System of the Beast Slayer [litrpg Adventure]
Copyright© 2025 by CaffeinatedTales
Chapter 12
Letho had seen just about everything life could throw at a man, but he rarely met children who behaved so oddly. This boy did not flinch at Witchers, nor did he back away like most folks when they met them.
That was no small thing. Plenty of children melted into tears at a Witcher’s strange features and unsettling air.
Roy, however, showed no revulsion. When he looked at the three Witchers, his gaze was ... unexpectedly warm, edged with something like familiarity, even admiration.
Maybe age made a man sentimental, Letho thought for a moment, then pushed the thought away; his face reverted to that long-practiced, deadpan mask. Still, the boy’s look nagged at him, tugging Eetho’s memory loose. He remembered being a child himself, taken from Gulete to Gorthur Gvaed in Tir Tochair, the Viper School’s stronghold.
Back then he had watched his mentor, the founder Ivar Evil-Eye, stand on a high dais and teach a dozen young Viper apprentices about swordplay and survival. He had once looked up at that man with the same wide-eyed wonder Roy now displayed.
Time had not been kind. Decades ago Ivar vanished while hunting a Winged Brain Eater. Then, when certain Cat School Witchers went mad and slaughtered civilians, Witchers took a beating in the public eye. The Viper School splintered; fewer and fewer came to Gvaed to apprentice. Now the Viper name was nearly a ruin, the three before Roy among the few left, two others wandering unknown. In the last twenty years the school had produced no survivor of the Trial of the Grasses.
Reviving the Viper School, avenging their enemies, finding Ivar Evil-Eye, that was Letho’s deepest wish and the reason they had come north. Thinking that, his look toward Roy softened.
...
If the gods favor you, the sun shone bright that day. The three Witchers made careful preparations before they moved out, work no ordinary villager could mimic. They poured an amber, viscous fluid from a vial onto the blades they usually wore at their chests, spreading it slowly, every motion deliberate and taut with purpose. Then they checked the potion belt, counted alchemical bombs, strapped small glass phials where they could reach them in an instant.
When midday came and the Witchers left the village, Roy slipped out behind them at the agreed moment, careful not to wake his parents. A few curious villagers followed, too.

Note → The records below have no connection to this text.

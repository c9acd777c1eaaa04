//! Output sanitation.
//!
//! Rendering leaves unresolved `{{...}}` tokens in place; this pass strips
//! them (reserved names excepted), drops comments and empty paragraph
//! wrappers, and normalizes whitespace. Running it twice gives the same
//! result as running it once.

use std::sync::LazyLock;

use regex::Regex;

static LONG_COMMENT: LazyLock<Regex> =
    LazyLock::new(|| Regex::new(r"(?s)\{\{!--.*?--\}\}").expect("valid comment regex"));
static SHORT_COMMENT: LazyLock<Regex> =
    LazyLock::new(|| Regex::new(r"\{\{![^}]*\}\}").expect("valid comment regex"));
static HTML_COMMENT: LazyLock<Regex> =
    LazyLock::new(|| Regex::new(r"(?s)<!--.*?-->").expect("valid comment regex"));
static TOKEN: LazyLock<Regex> =
    LazyLock::new(|| Regex::new(r"\{\{([^{}]*)\}\}").expect("valid token regex"));
static EMPTY_PARAGRAPH: LazyLock<Regex> =
    LazyLock::new(|| Regex::new(r"<p>\s*</p>").expect("valid paragraph regex"));
static EXTRA_NEWLINES: LazyLock<Regex> =
    LazyLock::new(|| Regex::new(r"\n{3,}").expect("valid newline regex"));

/// Strips `{{!-- --}}`, `{{! }}` and `<!-- -->` comments.
pub fn strip_comments(text: &str) -> String {
    let out = LONG_COMMENT.replace_all(text, "");
    let out = SHORT_COMMENT.replace_all(&out, "");
    HTML_COMMENT.replace_all(&out, "").into_owned()
}

/// Collapses runs of three or more newlines down to a blank line.
pub fn collapse_newlines(text: &str) -> String {
    EXTRA_NEWLINES.replace_all(text, "\n\n").into_owned()
}

/// Full sanitation pass. `reserved` names the placeholders that must
/// survive verbatim.
pub fn cleanup(text: &str, reserved: &[String]) -> String {
    let mut out = strip_comments(text);

    // Removing a token can expose a new one ("{{ {{x}} }}"), so stripping
    // repeats until stable. Every changed round shrinks the text, which
    // bounds the loop.
    loop {
        let next = TOKEN
            .replace_all(&out, |caps: &regex::Captures<'_>| {
                let inner = caps[1].trim();
                if reserved.iter().any(|name| name == inner) {
                    caps[0].to_string()
                } else {
                    String::new()
                }
            })
            .into_owned();
        let next = strip_empty_paragraphs(&next);
        if next == out {
            break;
        }
        out = next;
    }

    collapse_newlines(&out).trim().to_string()
}

fn strip_empty_paragraphs(text: &str) -> String {
    let mut out = text.to_string();
    // Nested wrappers: removing the inner <p></p> can leave a new empty one.
    loop {
        let next = EMPTY_PARAGRAPH.replace_all(&out, "").into_owned();
        if next == out {
            break;
        }
        out = next;
    }
    out
}

#[cfg(test)]
mod tests {
    use super::*;

    fn clean(text: &str) -> String {
        cleanup(text, &[])
    }

    fn clean_reserved(text: &str) -> String {
        cleanup(text, &["ai_personalization".to_string()])
    }

    #[test]
    fn test_unresolved_tokens_removed() {
        assert_eq!(clean("Bonjour {{prenom}}, bienvenue"), "Bonjour , bienvenue");
    }

    #[test]
    fn test_dangling_block_syntax_removed() {
        assert_eq!(clean("a {{#if x}} b {{/if}} c"), "a  b  c");
    }

    #[test]
    fn test_reserved_placeholder_kept() {
        assert_eq!(
            clean_reserved("Intro\n\n{{ai_personalization}}\n\nFin"),
            "Intro\n\n{{ai_personalization}}\n\nFin"
        );
    }

    #[test]
    fn test_reserved_with_padding_kept() {
        assert_eq!(clean_reserved("{{ ai_personalization }}"), "{{ ai_personalization }}");
    }

    #[test]
    fn test_comments_removed() {
        assert_eq!(clean("a{{! note }}b"), "ab");
        assert_eq!(clean("a{{!-- longue {{note}} --}}b"), "ab");
        assert_eq!(clean("a<!-- html\ncomment -->b"), "ab");
    }

    #[test]
    fn test_newlines_collapsed() {
        assert_eq!(clean("a\n\n\n\n\nb"), "a\n\nb");
        assert_eq!(clean("a\n\nb"), "a\n\nb");
    }

    #[test]
    fn test_empty_paragraphs_removed() {
        assert_eq!(clean("x<p>  \n </p>y"), "xy");
    }

    #[test]
    fn test_nested_empty_paragraphs_removed() {
        assert_eq!(clean("a<p><p></p></p>b"), "ab");
    }

    #[test]
    fn test_token_removal_exposing_new_token() {
        assert_eq!(clean("{{ {{x}} }}"), "");
    }

    #[test]
    fn test_trims_ends() {
        assert_eq!(clean("\n\n  contenu  \n\n"), "contenu");
    }

    #[test]
    fn test_cleanup_idempotent() {
        let samples = [
            "Bonjour {{prenom}},\n\n\n\n{{#if x}}a{{/if}}\n<p></p>\nfin",
            "{{ai_personalization}} et {{autre}}",
            "texte sans jetons",
        ];
        for sample in samples {
            let once = clean_reserved(sample);
            assert_eq!(clean_reserved(&once), once, "not idempotent for {sample:?}");
        }
    }
}
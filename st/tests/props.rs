//! Property tests for the parse -> render -> cleanup pipeline.

use proptest::prelude::*;
use serde_json::{Map, Value};
use stencil::{NoPartials, Renderer, Template, cleanup};

fn pipeline(text: &str, reserved: &[String]) -> String {
    let scope: Map<String, Value> = Map::new();
    let outcome = Renderer::new(&NoPartials)
        .with_reserved(reserved.iter().cloned())
        .render(&Template::parse(text), &scope);
    cleanup(&outcome.text, reserved)
}

/// Pieces that concatenate into realistic and adversarial template text:
/// plain prose, balanced constructs, and stray delimiters.
fn fragment() -> impl Strategy<Value = String> {
    prop_oneof![
        "[a-zA-Z0-9 \\n.,;:!?'<>/p-]{0,24}",
        Just("{{".to_string()),
        Just("}}".to_string()),
        Just("{{prenom}}".to_string()),
        Just("{{#if ok}}".to_string()),
        Just("{{/if}}".to_string()),
        Just("{{else}}".to_string()),
        Just("{{#each xs}}".to_string()),
        Just("{{/each}}".to_string()),
        Just("{{> signature}}".to_string()),
        Just("{{ai_personalization}}".to_string()),
        Just("<p></p>".to_string()),
        Just("{{!-- note --}}".to_string()),
    ]
}

proptest! {
    /// Text with no tokens at all passes through the pipeline unchanged
    /// after the first normalization.
    #[test]
    fn prop_token_free_text_stabilizes_after_one_pass(
        text in "[a-zA-Z0-9 \\n.,;:!?'<>/p-]{0,200}",
    ) {
        let once = pipeline(&text, &[]);
        let twice = pipeline(&once, &[]);
        prop_assert_eq!(twice, once);
    }

    /// Whatever the input, the only complete tokens left in final output
    /// are reserved placeholders.
    #[test]
    fn prop_only_reserved_tokens_survive(parts in prop::collection::vec(fragment(), 0..12)) {
        let reserved = vec!["ai_personalization".to_string()];
        let out = pipeline(&parts.concat(), &reserved);
        let token = regex::Regex::new(r"\{\{([^{}]*)\}\}").expect("valid token regex");
        for caps in token.captures_iter(&out) {
            prop_assert_eq!(caps[1].trim(), "ai_personalization");
        }
    }

    /// Cleaning already-clean text changes nothing.
    #[test]
    fn prop_cleanup_idempotent(parts in prop::collection::vec(fragment(), 0..12)) {
        let reserved = vec!["ai_personalization".to_string()];
        let once = cleanup(&parts.concat(), &reserved);
        prop_assert_eq!(cleanup(&once, &reserved), once);
    }

    /// Parsing arbitrary delimiter soup never panics, it degrades.
    #[test]
    fn prop_parse_never_panics(parts in prop::collection::vec(fragment(), 0..12)) {
        let text = parts.concat();
        let template = Template::parse(&text);
        let _ = template.nodes.len();
    }
}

Half an hour later Roy arrived breathless, clutching his stomach and fighting nausea, while the three Witchers watched the cemetery at a calm, clinical distance, pupils narrowing.
“Roy, stay here,” one said. “When we’ve dealt with the Grave Hag we’ll call you.”
“Let me have the final stroke. I want to kill it myself.” Roy’s voice trembled with a promise that was part grief, part fury.
Letho said nothing. He and Kael and Orin took brown potions they had prepared, drinking them down in long, even gulps. Dark, wormlike veins rose and writhed under their cheeks, their faces grew harsher, their eyes sharpened until the intent in them looked almost physical. One glance made Roy cold all over.
Letho moved then, with a lithe silence that belied his size; he slipped into the cemetery like a stalking cat, while Kael and Orin split to approach from other angles.